**GIVEN DATA:**
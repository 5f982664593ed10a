//! Crate-wide error types
//!
//! Only configuration and storage can fail. Derived views (hotspots,
//! predictions, danger zones, metrics) resolve degenerate input to neutral
//! values instead of returning errors.

use crate::config::ConfigError;

pub type CrisisResult<T> = Result<T, CrisisError>;

#[derive(Debug, thiserror::Error)]
pub enum CrisisError {
    #[error("IO error: {0}")]
    Io(#[from] std::io::Error),

    #[error("Serialization error: {0}")]
    Serialization(#[from] serde_json::Error),

    #[error("Database error: {0}")]
    Database(#[from] rusqlite::Error),

    #[error("Configuration error: {0}")]
    Config(#[from] ConfigError),

    #[error("Ingestion channel closed")]
    ChannelClosed,
}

**AIM OF THE TASK:** Search the data for the string "ConfigError" and copy out every line where it is found.

**TASK ANSWER:**
use crate::config::ConfigError;
    Config(#[from] ConfigError),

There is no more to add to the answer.